Problem details: Please reproduce, exactly and with nothing added, the line containing "pub enum AhnlichError" and every line after it to the end of the records.

Stored data entries

====

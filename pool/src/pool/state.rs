use crate::config::PoolConfig;
use serde::Serialize;
use std::collections::{HashMap, HashSet, VecDeque};
use std::time::Instant;

/// Cumulative counters for the lifetime of a pool
#[derive(Debug, Clone, Default, PartialEq, Eq, Serialize)]
pub struct PoolStats {
    pub created: u64,
    pub destroyed: u64,
    pub borrowed: u64,
    pub returned: u64,
    pub evicted: u64,
    pub validation_failures: u64,
    pub creation_failures: u64,
}

#[derive(Debug)]
pub(crate) struct IdleClient<C> {
    pub(crate) id: u64,
    pub(crate) client: C,
    pub(crate) created_at: Instant,
    pub(crate) idle_since: Instant,
    pub(crate) borrow_count: u64,
}

/// Clients held under one key. `pending` counts slots reserved for clients being created or
/// probed, which still count against the caps. `warming` is the part of `pending` headed for
/// the idle set (top-ups and probes) rather than for a borrower.
#[derive(Debug)]
struct KeyedClients<C> {
    // front is the most recently returned client
    idle: VecDeque<IdleClient<C>>,
    active: HashSet<u64>,
    pending: usize,
    warming: usize,
}

impl<C> Default for KeyedClients<C> {
    fn default() -> Self {
        Self {
            idle: VecDeque::new(),
            active: HashSet::new(),
            pending: 0,
            warming: 0,
        }
    }
}

impl<C> KeyedClients<C> {
    fn total(&self) -> usize {
        self.idle.len() + self.active.len() + self.pending
    }

    fn release_pending(&mut self, warm: bool) {
        self.pending = self.pending.saturating_sub(1);
        if warm {
            self.warming = self.warming.saturating_sub(1);
        }
    }
}

#[derive(Debug)]
pub(crate) enum Reserve<C> {
    Granted,
    /// Slot granted after claiming the oldest idle client of another key, which must now be
    /// destroyed
    Reclaimed(String, IdleClient<C>),
    Exhausted,
}

/// All bookkeeping for a pool. Lives behind a single mutex and never awaits.
#[derive(Debug)]
pub(crate) struct PoolState<C> {
    keys: HashMap<String, KeyedClients<C>>,
    limits: PoolConfig,
    next_id: u64,
    closed: bool,
    stats: PoolStats,
}

impl<C> PoolState<C> {
    pub(crate) fn new(limits: PoolConfig) -> Self {
        Self {
            keys: HashMap::new(),
            limits,
            next_id: 0,
            closed: false,
            stats: PoolStats::default(),
        }
    }

    pub(crate) fn is_closed(&self) -> bool {
        self.closed
    }

    pub(crate) fn stats(&self) -> PoolStats {
        self.stats.clone()
    }

    pub(crate) fn keys(&self) -> Vec<String> {
        self.keys.keys().cloned().collect()
    }

    pub(crate) fn idle_count(&self, key: &str) -> usize {
        self.keys.get(key).map_or(0, |entry| entry.idle.len())
    }

    pub(crate) fn active_count(&self, key: &str) -> usize {
        self.keys.get(key).map_or(0, |entry| entry.active.len())
    }

    pub(crate) fn pending_count(&self, key: &str) -> usize {
        self.keys.get(key).map_or(0, |entry| entry.pending)
    }

    /// Pending slots that will end up idle once their client is created or probed
    pub(crate) fn warming_count(&self, key: &str) -> usize {
        self.keys.get(key).map_or(0, |entry| entry.warming)
    }

    pub(crate) fn total_idle(&self) -> usize {
        self.keys.values().map(|entry| entry.idle.len()).sum()
    }

    pub(crate) fn total_active(&self) -> usize {
        self.keys.values().map(|entry| entry.active.len()).sum()
    }

    fn total(&self) -> usize {
        self.keys.values().map(KeyedClients::total).sum()
    }

    pub(crate) fn is_active(&self, key: &str, id: u64) -> bool {
        self.keys
            .get(key)
            .is_some_and(|entry| entry.active.contains(&id))
    }

    pub(crate) fn record_validation_failure(&mut self) {
        self.stats.validation_failures += 1;
    }

    pub(crate) fn record_creation_failure(&mut self) {
        self.stats.creation_failures += 1;
    }

    fn entry(&mut self, key: &str) -> &mut KeyedClients<C> {
        self.keys.entry(key.to_string()).or_default()
    }

    fn next_id(&mut self) -> u64 {
        self.next_id += 1;
        self.next_id
    }

    /// Empty keys are forgotten unless the pool has to keep topping them up
    fn prune(&mut self, key: &str) {
        if self.limits.min_idle_per_key > 0 && !self.closed {
            return;
        }
        if self.keys.get(key).is_some_and(|entry| entry.total() == 0) {
            self.keys.remove(key);
        }
    }

    fn prune_all(&mut self) {
        if self.limits.min_idle_per_key > 0 && !self.closed {
            return;
        }
        self.keys.retain(|_, entry| entry.total() > 0);
    }

    /// Moves the most recently returned idle client of `key` into the active set
    pub(crate) fn claim_idle(&mut self, key: &str) -> Option<IdleClient<C>> {
        let entry = self.keys.get_mut(key)?;
        let idle = entry.idle.pop_front()?;
        entry.active.insert(idle.id);
        self.stats.borrowed += 1;
        Some(idle)
    }

    /// Reserves a pending slot under `key` if the caps allow it. With `reclaim`, a full pool
    /// gives up the oldest idle client of another key to make room.
    pub(crate) fn reserve(&mut self, key: &str, reclaim: bool) -> Reserve<C> {
        let per_key = self.keys.get(key).map_or(0, KeyedClients::total);
        if per_key >= self.limits.max_total_per_key {
            return Reserve::Exhausted;
        }
        if self.total() < self.limits.max_total {
            self.entry(key).pending += 1;
            return Reserve::Granted;
        }
        if !reclaim {
            return Reserve::Exhausted;
        }
        match self.take_oldest_idle_elsewhere(key) {
            Some((victim_key, victim)) => {
                self.stats.destroyed += 1;
                self.prune(&victim_key);
                self.entry(key).pending += 1;
                Reserve::Reclaimed(victim_key, victim)
            }
            None => Reserve::Exhausted,
        }
    }

    fn take_oldest_idle_elsewhere(&mut self, key: &str) -> Option<(String, IdleClient<C>)> {
        let (victim_key, index) = self
            .keys
            .iter()
            .filter(|(other, _)| other.as_str() != key)
            .flat_map(|(other, entry)| {
                entry
                    .idle
                    .iter()
                    .enumerate()
                    .map(move |(index, idle)| (other, index, idle.idle_since))
            })
            .min_by_key(|(_, _, idle_since)| *idle_since)
            .map(|(other, index, _)| (other.clone(), index))?;
        let victim = self.keys.get_mut(&victim_key)?.idle.remove(index)?;
        Some((victim_key, victim))
    }

    /// Reserves a pending slot for a client that will be installed idle, never reclaiming
    pub(crate) fn reserve_warm(&mut self, key: &str) -> bool {
        match self.reserve(key, false) {
            Reserve::Granted => {
                self.entry(key).warming += 1;
                true
            }
            Reserve::Reclaimed(..) | Reserve::Exhausted => false,
        }
    }

    /// Releases a pending slot without installing anything
    pub(crate) fn cancel_reservation(&mut self, key: &str, warm: bool) {
        if let Some(entry) = self.keys.get_mut(key) {
            entry.release_pending(warm);
        }
        self.prune(key);
    }

    /// Releases a pending slot whose client is being destroyed
    pub(crate) fn discard_reservation(&mut self, key: &str, warm: bool) {
        self.stats.destroyed += 1;
        self.cancel_reservation(key, warm);
    }

    /// Turns a pending slot into an active client, `None` once the pool is closed
    pub(crate) fn install_active(&mut self, key: &str) -> Option<u64> {
        self.stats.created += 1;
        if self.closed {
            self.discard_reservation(key, false);
            return None;
        }
        let id = self.next_id();
        let entry = self.entry(key);
        entry.release_pending(false);
        entry.active.insert(id);
        self.stats.borrowed += 1;
        Some(id)
    }

    /// Turns a pending slot into a freshly created idle client
    pub(crate) fn install_idle(&mut self, key: &str, client: C, now: Instant) -> Result<(), C> {
        self.stats.created += 1;
        let id = self.next_id();
        self.restore_idle(
            key,
            IdleClient {
                id,
                client,
                created_at: now,
                idle_since: now,
                borrow_count: 0,
            },
        )
    }

    /// Puts a probed client back into the idle set of its warming slot
    pub(crate) fn restore_idle(&mut self, key: &str, idle: IdleClient<C>) -> Result<(), C> {
        if self.closed {
            self.discard_reservation(key, true);
            return Err(idle.client);
        }
        let entry = self.entry(key);
        entry.release_pending(true);
        entry.idle.push_back(idle);
        Ok(())
    }

    /// Moves a returned client from active to idle. Gives the client back when it has to be
    /// destroyed instead.
    pub(crate) fn check_in(&mut self, key: &str, idle: IdleClient<C>) -> Result<(), C> {
        let max_idle = self.limits.max_idle_per_key;
        let closed = self.closed;
        self.stats.returned += 1;
        let entry = self.entry(key);
        entry.active.remove(&idle.id);
        if closed || entry.idle.len() >= max_idle {
            self.stats.destroyed += 1;
            self.prune(key);
            return Err(idle.client);
        }
        entry.idle.push_front(idle);
        Ok(())
    }

    /// Drops an active client from the bookkeeping, its slot is free again
    pub(crate) fn discard_active(&mut self, key: &str, id: u64) {
        if let Some(entry) = self.keys.get_mut(key) {
            if entry.active.remove(&id) {
                self.stats.destroyed += 1;
            }
        }
        self.prune(key);
    }

    /// Claims every idle client (or only those of `key`) for destruction
    ///
    /// Cleared keys left without clients are forgotten even with `min_idle_per_key` set, so the
    /// sweep stops topping them up until they are borrowed from again.
    pub(crate) fn drain_idle(&mut self, key: Option<&str>) -> Vec<(String, IdleClient<C>)> {
        let mut drained = Vec::new();
        for (name, entry) in self.keys.iter_mut() {
            if key.is_some_and(|key| key != name) {
                continue;
            }
            drained.extend(entry.idle.drain(..).map(|idle| (name.clone(), idle)));
        }
        self.stats.destroyed += drained.len() as u64;
        self.keys
            .retain(|name, entry| key.is_some_and(|key| key != name) || entry.total() > 0);
        drained
    }

    /// Claims idle clients that have been idle longer than `min_evictable_idle_duration`,
    /// oldest first, leaving at least `min_idle_per_key` idle clients per key
    pub(crate) fn take_evictable(&mut self, now: Instant) -> Vec<(String, IdleClient<C>)> {
        let min_idle = self.limits.min_idle_per_key;
        let min_evictable = self.limits.min_evictable_idle_duration;
        let mut evicted = Vec::new();
        for (key, entry) in self.keys.iter_mut() {
            let excess = entry.idle.len().saturating_sub(min_idle);
            if excess == 0 {
                continue;
            }
            let mut candidates: Vec<(usize, Instant)> = entry
                .idle
                .iter()
                .enumerate()
                .filter(|(_, idle)| now.saturating_duration_since(idle.idle_since) > min_evictable)
                .map(|(index, idle)| (index, idle.idle_since))
                .collect();
            candidates.sort_by_key(|(_, idle_since)| *idle_since);
            candidates.truncate(excess);
            let mut indices: Vec<usize> = candidates.into_iter().map(|(index, _)| index).collect();
            // remove from the back so earlier indices stay valid
            indices.sort_unstable_by(|a, b| b.cmp(a));
            for index in indices {
                if let Some(idle) = entry.idle.remove(index) {
                    evicted.push((key.clone(), idle));
                }
            }
        }
        self.stats.evicted += evicted.len() as u64;
        self.stats.destroyed += evicted.len() as u64;
        self.prune_all();
        evicted
    }

    /// Claims every idle client into a warming slot so it can be probed outside the lock
    pub(crate) fn claim_idle_for_probe(&mut self) -> Vec<(String, IdleClient<C>)> {
        let mut claimed = Vec::new();
        for (key, entry) in self.keys.iter_mut() {
            entry.pending += entry.idle.len();
            entry.warming += entry.idle.len();
            claimed.extend(entry.idle.drain(..).map(|idle| (key.clone(), idle)));
        }
        claimed
    }

    /// Marks the pool closed and claims every idle client for destruction
    pub(crate) fn close(&mut self) -> Vec<(String, IdleClient<C>)> {
        self.closed = true;
        self.drain_idle(None)
    }
}
use thiserror::Error;

#[derive(Error, Debug)]
pub enum AhnlichError {
    #[error("Invalid URI {0}")]
    InvalidURI(#[from] http::uri::InvalidUri),
    #[error("Transport issues with tonic {0}")]
    Tonic(#[from] tonic::transport::Error),
    #[error("Timed out connecting to {0}")]
    ConnectTimeout(String),
}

====

Solution for this task:
pub enum AhnlichError {
    #[error("Invalid URI {0}")]
    InvalidURI(#[from] http::uri::InvalidUri),
    #[error("Transport issues with tonic {0}")]
    Tonic(#[from] tonic::transport::Error),
    #[error("Timed out connecting to {0}")]
    ConnectTimeout(String),
}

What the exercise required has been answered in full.